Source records
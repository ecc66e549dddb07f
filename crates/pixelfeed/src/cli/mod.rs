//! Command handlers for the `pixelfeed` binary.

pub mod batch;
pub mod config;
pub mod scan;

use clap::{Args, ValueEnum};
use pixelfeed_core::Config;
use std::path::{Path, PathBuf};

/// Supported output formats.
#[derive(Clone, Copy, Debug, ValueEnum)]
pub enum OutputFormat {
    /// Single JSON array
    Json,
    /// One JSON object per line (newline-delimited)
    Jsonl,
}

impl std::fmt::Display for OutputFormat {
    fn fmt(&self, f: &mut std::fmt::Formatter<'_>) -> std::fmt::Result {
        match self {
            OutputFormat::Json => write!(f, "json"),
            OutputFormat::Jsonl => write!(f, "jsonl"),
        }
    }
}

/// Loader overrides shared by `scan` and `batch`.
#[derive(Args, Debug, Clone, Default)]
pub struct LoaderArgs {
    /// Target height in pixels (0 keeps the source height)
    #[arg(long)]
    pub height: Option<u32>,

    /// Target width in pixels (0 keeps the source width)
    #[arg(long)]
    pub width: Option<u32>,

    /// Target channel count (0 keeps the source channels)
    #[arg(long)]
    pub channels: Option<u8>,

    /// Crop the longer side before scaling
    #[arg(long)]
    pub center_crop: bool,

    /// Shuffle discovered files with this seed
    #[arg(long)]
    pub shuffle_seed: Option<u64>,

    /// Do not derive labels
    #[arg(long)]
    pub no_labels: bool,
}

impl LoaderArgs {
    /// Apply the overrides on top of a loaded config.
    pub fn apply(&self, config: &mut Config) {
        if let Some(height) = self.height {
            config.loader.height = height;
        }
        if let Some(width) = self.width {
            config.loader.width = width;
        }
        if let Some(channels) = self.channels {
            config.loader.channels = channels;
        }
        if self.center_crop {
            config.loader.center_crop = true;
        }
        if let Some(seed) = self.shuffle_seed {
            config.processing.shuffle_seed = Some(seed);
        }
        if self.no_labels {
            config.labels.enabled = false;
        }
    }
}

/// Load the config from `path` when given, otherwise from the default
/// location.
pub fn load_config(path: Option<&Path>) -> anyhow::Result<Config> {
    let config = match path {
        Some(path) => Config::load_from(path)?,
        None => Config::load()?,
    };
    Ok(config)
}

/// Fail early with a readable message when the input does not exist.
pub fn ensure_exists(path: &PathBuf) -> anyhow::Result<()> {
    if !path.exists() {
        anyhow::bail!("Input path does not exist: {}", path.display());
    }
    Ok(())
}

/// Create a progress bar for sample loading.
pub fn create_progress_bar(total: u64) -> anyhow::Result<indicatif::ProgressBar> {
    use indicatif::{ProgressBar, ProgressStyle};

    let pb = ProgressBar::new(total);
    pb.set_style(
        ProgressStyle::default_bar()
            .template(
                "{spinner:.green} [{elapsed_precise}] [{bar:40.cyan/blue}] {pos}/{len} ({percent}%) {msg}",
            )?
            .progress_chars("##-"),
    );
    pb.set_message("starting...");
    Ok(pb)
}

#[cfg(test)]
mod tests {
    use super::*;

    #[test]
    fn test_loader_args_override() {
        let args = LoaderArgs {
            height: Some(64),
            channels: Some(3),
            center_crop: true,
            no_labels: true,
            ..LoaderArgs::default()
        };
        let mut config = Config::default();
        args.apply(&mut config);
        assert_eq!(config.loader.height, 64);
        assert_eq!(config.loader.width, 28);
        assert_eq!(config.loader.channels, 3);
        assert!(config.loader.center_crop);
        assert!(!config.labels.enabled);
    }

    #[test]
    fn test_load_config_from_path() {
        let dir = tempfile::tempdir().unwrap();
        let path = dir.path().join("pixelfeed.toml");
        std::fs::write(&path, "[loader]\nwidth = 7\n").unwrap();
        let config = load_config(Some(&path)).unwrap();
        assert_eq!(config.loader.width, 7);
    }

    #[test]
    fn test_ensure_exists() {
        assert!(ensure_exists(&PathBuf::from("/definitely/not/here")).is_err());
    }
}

INSTRUCTIONS FOR THE TASK:
Set down exactly the lines that begin the records and continue through the line bearing "config.loader.width = width;"; include both ends.

EXPECTED ANSWER:
repository ecc66e549dddb07f
filename crates/pixelfeed/src/cli/mod.rs
//! Command handlers for the `pixelfeed` binary.

pub mod batch;
pub mod config;
pub mod scan;

use clap::{Args, ValueEnum};
use pixelfeed_core::Config;
use std::path::{Path, PathBuf};

/// Supported output formats.
#[derive(Clone, Copy, Debug, ValueEnum)]
pub enum OutputFormat {
    /// Single JSON array
    Json,
    /// One JSON object per line (newline-delimited)
    Jsonl,
}

impl std::fmt::Display for OutputFormat {
    fn fmt(&self, f: &mut std::fmt::Formatter<'_>) -> std::fmt::Result {
        match self {
            OutputFormat::Json => write!(f, "json"),
            OutputFormat::Jsonl => write!(f, "jsonl"),
        }
    }
}

/// Loader overrides shared by `scan` and `batch`.
#[derive(Args, Debug, Clone, Default)]
pub struct LoaderArgs {
    /// Target height in pixels (0 keeps the source height)
    #[arg(long)]
    pub height: Option<u32>,

    /// Target width in pixels (0 keeps the source width)
    #[arg(long)]
    pub width: Option<u32>,

    /// Target channel count (0 keeps the source channels)
    #[arg(long)]
    pub channels: Option<u8>,

    /// Crop the longer side before scaling
    #[arg(long)]
    pub center_crop: bool,

    /// Shuffle discovered files with this seed
    #[arg(long)]
    pub shuffle_seed: Option<u64>,

    /// Do not derive labels
    #[arg(long)]
    pub no_labels: bool,
}

impl LoaderArgs {
    /// Apply the overrides on top of a loaded config.
    pub fn apply(&self, config: &mut Config) {
        if let Some(height) = self.height {
            config.loader.height = height;
        }
        if let Some(width) = self.width {
            config.loader.width = width;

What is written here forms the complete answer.